> **Description of the task**
All lines between the start of the listing below and the line containing "Every question of", inclusive, must be repeated exactly.

BEGIN

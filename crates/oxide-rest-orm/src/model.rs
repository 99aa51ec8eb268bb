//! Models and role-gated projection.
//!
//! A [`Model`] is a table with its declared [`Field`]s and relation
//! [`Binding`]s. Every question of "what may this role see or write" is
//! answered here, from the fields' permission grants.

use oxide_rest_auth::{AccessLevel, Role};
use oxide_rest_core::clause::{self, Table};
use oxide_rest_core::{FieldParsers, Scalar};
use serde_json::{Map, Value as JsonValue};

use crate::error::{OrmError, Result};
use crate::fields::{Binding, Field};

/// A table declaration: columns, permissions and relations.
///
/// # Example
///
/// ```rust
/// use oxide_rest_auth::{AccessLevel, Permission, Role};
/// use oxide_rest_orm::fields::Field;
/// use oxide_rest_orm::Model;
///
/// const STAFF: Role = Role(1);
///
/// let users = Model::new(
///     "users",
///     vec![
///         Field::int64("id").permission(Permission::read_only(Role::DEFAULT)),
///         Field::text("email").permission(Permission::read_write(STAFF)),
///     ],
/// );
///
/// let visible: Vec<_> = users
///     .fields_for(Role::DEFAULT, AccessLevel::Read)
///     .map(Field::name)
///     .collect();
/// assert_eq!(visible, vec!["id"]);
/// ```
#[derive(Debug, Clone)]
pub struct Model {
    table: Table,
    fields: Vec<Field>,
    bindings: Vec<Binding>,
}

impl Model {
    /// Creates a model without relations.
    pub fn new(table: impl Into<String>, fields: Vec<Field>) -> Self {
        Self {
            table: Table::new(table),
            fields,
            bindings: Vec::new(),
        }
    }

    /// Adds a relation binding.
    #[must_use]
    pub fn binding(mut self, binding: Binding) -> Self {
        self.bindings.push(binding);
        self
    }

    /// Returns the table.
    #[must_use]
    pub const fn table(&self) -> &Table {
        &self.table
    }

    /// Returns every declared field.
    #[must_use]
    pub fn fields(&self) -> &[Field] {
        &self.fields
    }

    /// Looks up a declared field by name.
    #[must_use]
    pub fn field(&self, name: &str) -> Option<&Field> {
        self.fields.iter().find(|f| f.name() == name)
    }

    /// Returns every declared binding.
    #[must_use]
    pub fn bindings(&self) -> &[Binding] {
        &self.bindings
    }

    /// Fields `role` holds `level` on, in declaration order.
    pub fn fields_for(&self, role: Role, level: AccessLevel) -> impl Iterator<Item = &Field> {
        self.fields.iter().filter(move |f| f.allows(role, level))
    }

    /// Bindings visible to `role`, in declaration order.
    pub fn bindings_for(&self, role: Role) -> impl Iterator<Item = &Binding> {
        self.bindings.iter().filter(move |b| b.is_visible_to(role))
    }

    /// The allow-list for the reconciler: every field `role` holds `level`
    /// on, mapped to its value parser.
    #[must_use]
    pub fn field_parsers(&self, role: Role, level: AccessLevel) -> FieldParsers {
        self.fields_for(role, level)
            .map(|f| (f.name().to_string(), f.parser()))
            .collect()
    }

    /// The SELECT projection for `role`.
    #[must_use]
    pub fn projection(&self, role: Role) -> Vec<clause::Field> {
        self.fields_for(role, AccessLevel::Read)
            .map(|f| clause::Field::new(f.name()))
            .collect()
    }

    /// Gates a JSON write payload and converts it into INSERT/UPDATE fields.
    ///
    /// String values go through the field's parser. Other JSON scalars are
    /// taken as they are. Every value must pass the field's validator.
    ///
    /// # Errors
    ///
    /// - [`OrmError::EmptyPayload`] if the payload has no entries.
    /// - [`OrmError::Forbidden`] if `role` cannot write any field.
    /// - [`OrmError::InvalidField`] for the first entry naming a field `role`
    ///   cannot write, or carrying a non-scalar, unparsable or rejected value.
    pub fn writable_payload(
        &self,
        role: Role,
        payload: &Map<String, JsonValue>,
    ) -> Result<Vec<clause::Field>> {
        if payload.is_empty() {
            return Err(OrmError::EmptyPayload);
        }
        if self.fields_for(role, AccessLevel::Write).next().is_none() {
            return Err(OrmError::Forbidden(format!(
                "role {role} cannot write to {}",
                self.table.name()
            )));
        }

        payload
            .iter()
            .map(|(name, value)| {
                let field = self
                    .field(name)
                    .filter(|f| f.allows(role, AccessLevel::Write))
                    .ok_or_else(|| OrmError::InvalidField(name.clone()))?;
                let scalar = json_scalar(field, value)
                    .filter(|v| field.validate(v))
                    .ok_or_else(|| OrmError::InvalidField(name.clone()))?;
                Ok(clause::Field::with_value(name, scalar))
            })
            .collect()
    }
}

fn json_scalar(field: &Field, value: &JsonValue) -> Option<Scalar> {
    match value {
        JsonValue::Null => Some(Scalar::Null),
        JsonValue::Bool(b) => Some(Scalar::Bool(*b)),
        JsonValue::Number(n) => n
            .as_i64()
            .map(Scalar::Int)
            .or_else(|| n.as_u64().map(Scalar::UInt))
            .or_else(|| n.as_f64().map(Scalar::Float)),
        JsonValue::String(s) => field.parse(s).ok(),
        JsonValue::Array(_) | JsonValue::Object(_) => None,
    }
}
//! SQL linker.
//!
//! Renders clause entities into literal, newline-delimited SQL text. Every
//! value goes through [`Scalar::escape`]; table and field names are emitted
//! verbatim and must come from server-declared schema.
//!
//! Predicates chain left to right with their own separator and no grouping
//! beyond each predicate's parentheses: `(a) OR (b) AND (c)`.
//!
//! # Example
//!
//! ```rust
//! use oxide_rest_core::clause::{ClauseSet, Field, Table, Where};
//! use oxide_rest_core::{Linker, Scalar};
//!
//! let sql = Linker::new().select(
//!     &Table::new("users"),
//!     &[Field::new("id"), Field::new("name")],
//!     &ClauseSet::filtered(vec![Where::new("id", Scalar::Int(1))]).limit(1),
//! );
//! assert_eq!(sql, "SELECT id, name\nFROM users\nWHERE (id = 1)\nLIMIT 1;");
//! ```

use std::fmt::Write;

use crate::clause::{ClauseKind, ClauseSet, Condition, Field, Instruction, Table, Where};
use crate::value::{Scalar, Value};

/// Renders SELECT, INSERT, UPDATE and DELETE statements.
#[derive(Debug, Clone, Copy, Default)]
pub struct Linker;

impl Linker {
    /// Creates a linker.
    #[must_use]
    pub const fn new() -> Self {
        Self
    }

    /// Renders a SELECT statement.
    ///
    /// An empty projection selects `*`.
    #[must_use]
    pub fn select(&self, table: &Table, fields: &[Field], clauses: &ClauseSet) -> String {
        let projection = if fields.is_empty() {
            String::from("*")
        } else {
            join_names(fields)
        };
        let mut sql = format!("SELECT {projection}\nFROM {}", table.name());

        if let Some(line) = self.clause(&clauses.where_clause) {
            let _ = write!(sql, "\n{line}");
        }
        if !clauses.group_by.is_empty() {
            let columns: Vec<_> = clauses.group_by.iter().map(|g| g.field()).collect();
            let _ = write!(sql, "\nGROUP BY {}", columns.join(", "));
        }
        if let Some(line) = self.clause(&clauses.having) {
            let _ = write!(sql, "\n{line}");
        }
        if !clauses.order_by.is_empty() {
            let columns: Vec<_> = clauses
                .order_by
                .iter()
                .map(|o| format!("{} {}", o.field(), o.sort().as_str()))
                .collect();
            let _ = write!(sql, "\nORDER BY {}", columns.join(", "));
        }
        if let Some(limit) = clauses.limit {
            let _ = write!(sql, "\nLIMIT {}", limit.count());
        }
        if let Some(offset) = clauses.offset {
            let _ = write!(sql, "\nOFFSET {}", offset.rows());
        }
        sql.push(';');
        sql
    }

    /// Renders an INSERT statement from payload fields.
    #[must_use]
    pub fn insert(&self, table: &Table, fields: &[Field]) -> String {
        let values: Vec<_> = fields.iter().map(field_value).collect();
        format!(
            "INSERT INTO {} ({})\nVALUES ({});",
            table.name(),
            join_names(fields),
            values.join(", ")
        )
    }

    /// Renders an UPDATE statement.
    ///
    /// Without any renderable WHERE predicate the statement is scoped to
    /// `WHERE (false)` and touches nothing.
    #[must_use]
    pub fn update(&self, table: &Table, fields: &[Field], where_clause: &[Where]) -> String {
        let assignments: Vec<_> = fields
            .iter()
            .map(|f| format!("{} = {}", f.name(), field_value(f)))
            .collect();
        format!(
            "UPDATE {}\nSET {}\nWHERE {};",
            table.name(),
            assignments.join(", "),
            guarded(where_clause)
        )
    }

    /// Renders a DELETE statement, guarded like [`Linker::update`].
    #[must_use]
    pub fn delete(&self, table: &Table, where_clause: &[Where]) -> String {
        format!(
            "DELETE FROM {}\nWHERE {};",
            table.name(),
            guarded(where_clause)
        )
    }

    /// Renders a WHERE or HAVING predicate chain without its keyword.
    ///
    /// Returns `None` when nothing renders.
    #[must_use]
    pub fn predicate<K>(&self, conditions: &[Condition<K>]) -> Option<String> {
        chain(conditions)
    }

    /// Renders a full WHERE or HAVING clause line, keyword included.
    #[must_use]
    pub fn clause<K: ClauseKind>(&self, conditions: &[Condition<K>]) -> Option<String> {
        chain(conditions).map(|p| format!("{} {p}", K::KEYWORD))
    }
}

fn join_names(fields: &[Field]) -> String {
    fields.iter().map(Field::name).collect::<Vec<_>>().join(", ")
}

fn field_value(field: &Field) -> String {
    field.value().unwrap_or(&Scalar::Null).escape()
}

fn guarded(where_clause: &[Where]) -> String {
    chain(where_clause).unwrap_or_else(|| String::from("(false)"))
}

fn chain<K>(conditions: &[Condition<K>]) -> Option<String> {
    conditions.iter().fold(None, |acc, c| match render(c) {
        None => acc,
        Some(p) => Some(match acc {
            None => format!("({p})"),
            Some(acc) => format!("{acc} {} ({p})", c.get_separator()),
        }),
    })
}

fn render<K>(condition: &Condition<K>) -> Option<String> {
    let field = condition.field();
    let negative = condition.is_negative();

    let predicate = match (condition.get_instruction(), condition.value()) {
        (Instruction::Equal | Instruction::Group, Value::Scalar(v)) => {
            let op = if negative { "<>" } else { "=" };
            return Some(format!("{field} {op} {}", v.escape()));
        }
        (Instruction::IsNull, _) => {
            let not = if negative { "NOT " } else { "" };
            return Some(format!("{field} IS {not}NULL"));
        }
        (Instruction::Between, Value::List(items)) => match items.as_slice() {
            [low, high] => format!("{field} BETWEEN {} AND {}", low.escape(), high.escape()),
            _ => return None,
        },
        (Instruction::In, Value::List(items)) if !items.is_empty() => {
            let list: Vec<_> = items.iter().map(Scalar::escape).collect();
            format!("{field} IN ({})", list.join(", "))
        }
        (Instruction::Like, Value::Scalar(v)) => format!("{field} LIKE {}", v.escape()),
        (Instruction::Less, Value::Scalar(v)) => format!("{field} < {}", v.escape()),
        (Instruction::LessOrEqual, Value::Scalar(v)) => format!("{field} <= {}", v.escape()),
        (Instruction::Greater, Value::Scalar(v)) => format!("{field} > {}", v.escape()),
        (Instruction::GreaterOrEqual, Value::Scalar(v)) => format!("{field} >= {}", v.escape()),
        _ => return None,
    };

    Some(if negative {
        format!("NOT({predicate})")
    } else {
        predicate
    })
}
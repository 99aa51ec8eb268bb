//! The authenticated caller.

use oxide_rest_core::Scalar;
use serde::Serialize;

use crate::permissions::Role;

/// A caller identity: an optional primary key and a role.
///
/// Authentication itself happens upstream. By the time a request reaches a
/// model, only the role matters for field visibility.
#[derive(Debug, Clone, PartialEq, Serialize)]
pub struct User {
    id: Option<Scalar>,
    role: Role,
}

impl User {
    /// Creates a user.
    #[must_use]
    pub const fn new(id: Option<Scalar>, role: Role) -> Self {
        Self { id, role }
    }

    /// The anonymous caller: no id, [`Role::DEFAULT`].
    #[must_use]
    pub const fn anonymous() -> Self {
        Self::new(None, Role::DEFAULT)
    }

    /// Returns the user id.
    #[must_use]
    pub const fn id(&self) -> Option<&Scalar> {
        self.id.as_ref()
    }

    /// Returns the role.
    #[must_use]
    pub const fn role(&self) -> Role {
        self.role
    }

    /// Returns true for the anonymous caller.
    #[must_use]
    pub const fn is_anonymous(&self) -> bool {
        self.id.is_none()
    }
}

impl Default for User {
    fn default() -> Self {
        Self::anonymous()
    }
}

END

> **Answer area**
filename crates/oxide-rest-orm/src/model.rs
repository 99aa51ec8eb268bb
//! Models and role-gated projection.
//!
//! A [`Model`] is a table with its declared [`Field`]s and relation
//! [`Binding`]s. Every question of "what may this role see or write" is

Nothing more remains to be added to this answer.